General Knowledge

Would You Survive History's Deadliest Events? Quiz

The Titanic, Pompeii, and the Black Death — would you have made it out alive?

Would You Survive History's Deadliest Events? Quiz: Test Your Knowledge

Throughout history, catastrophic events have tested human resilience in unimaginable ways. The 1918 Spanish Flu killed an estimated 50 million people worldwide — more than World War I itself — yet certain behaviors and circumstances dramatically improved individual survival odds. This quiz puts you in the middle of history's deadliest disasters and asks: what would you do?

How It Works

Each round presents 10 randomized questions from a pool of 50, with four multiple-choice options per question. Every question drops you into a real historical disaster scenario — from sinking ships to volcanic eruptions — and asks you to choose the action most likely to save your life. Instant feedback reveals the real history behind each answer.

What You'll Learn

You'll discover surprising survival statistics from the Titanic, learn why Pompeii's victims didn't simply run away, understand the quarantine practices that slowed the Black Death, and uncover the real reasons certain disasters killed so many people. Each answer teaches genuine historical facts backed by documented evidence.

Frequently Asked Questions

How many people survived the Titanic?

Of the approximately 2,224 passengers and crew aboard the Titanic, only about 710 survived — roughly 32%. Survival rates varied dramatically by class and gender: 97% of first-class women survived compared to just 16% of third-class men. The ship carried lifeboats for only about 1,178 people, less than half those on board.

What destroyed Pompeii?

Mount Vesuvius erupted on August 24, 79 AD, burying Pompeii under approximately 20 feet of volcanic ash and pumice. While many people think the lava killed residents, it was actually pyroclastic surges — superheated clouds of gas and rock traveling at up to 450 mph and reaching temperatures of 500 degrees Celsius — that killed most victims almost instantly.

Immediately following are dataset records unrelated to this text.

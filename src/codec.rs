use std::fmt;
use std::str::FromStr;

use serde::{Deserialize, Serialize};

/// Byte encodings a book's text codec can name.
///
/// Names are matched the way the e-book tooling reports them (`utf8`,
/// `cp1252`, `latin-1`, ...), case-insensitively and with `_` treated as `-`.
#[derive(Debug, Clone, Copy, PartialEq, Eq, Serialize, Deserialize)]
#[serde(try_from = "String", into = "String")]
pub enum TextCodec {
    Utf8,
    Cp1252,
    Latin1,
    Ascii,
}

impl TextCodec {
    pub fn as_str(self) -> &'static str {
        match self {
            Self::Utf8 => "utf-8",
            Self::Cp1252 => "cp1252",
            Self::Latin1 => "latin-1",
            Self::Ascii => "ascii",
        }
    }

    /// Encodes `text`, or returns `None` when a character has no mapping.
    pub fn encode(self, text: &str) -> Option<Vec<u8>> {
        match self {
            Self::Utf8 => Some(text.as_bytes().to_vec()),
            Self::Ascii => text
                .chars()
                .map(|ch| if ch.is_ascii() { Some(ch as u8) } else { None })
                .collect(),
            Self::Latin1 => text
                .chars()
                .map(|ch| u8::try_from(u32::from(ch)).ok())
                .collect(),
            Self::Cp1252 => text.chars().map(cp1252_byte).collect(),
        }
    }
}

fn cp1252_byte(ch: char) -> Option<u8> {
    let code = u32::from(ch);
    if code < 0x80 || (0xA0..=0xFF).contains(&code) {
        return Some(code as u8);
    }

    CP1252_HIGH
        .iter()
        .position(|mapped| *mapped == Some(ch))
        .map(|offset| 0x80 + offset as u8)
}

// 0x80..=0x9F; the five unassigned slots stay `None`.
const CP1252_HIGH: [Option<char>; 32] = [
    Some('\u{20AC}'),
    None,
    Some('\u{201A}'),
    Some('\u{0192}'),
    Some('\u{201E}'),
    Some('\u{2026}'),
    Some('\u{2020}'),
    Some('\u{2021}'),
    Some('\u{02C6}'),
    Some('\u{2030}'),
    Some('\u{0160}'),
    Some('\u{2039}'),
    Some('\u{0152}'),
    None,
    Some('\u{017D}'),
    None,
    None,
    Some('\u{2018}'),
    Some('\u{2019}'),
    Some('\u{201C}'),
    Some('\u{201D}'),
    Some('\u{2022}'),
    Some('\u{2013}'),
    Some('\u{2014}'),
    Some('\u{02DC}'),
    Some('\u{2122}'),
    Some('\u{0161}'),
    Some('\u{203A}'),
    Some('\u{0153}'),
    None,
    Some('\u{017E}'),
    Some('\u{0178}'),
];

impl fmt::Display for TextCodec {
    fn fmt(&self, f: &mut fmt::Formatter<'_>) -> fmt::Result {
        f.write_str(self.as_str())
    }
}

impl FromStr for TextCodec {
    type Err = String;

    fn from_str(value: &str) -> Result<Self, Self::Err> {
        let normalized = value.trim().to_ascii_lowercase().replace('_', "-");
        match normalized.as_str() {
            "utf8" | "utf-8" => Ok(Self::Utf8),
            "cp1252" | "windows-1252" => Ok(Self::Cp1252),
            "latin-1" | "latin1" | "iso-8859-1" | "iso8859-1" => Ok(Self::Latin1),
            "ascii" | "us-ascii" => Ok(Self::Ascii),
            _ => Err(format!("unsupported text codec: {value}")),
        }
    }
}

impl TryFrom<String> for TextCodec {
    type Error = String;

    fn try_from(value: String) -> Result<Self, Self::Error> {
        value.parse()
    }
}

impl From<TextCodec> for String {
    fn from(codec: TextCodec) -> Self {
        codec.as_str().to_string()
    }
}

How did people survive the Black Death?

Survivors of the Black Death (1347-1353) benefited from a combination of factors: some had genetic mutations like CCR5-delta32 that provided natural resistance, others practiced early forms of quarantine (the word itself comes from the Italian "quarantina," meaning 40 days of isolation), and many simply fled infected areas before the plague arrived. Roughly 30-60% of Europe's population perished.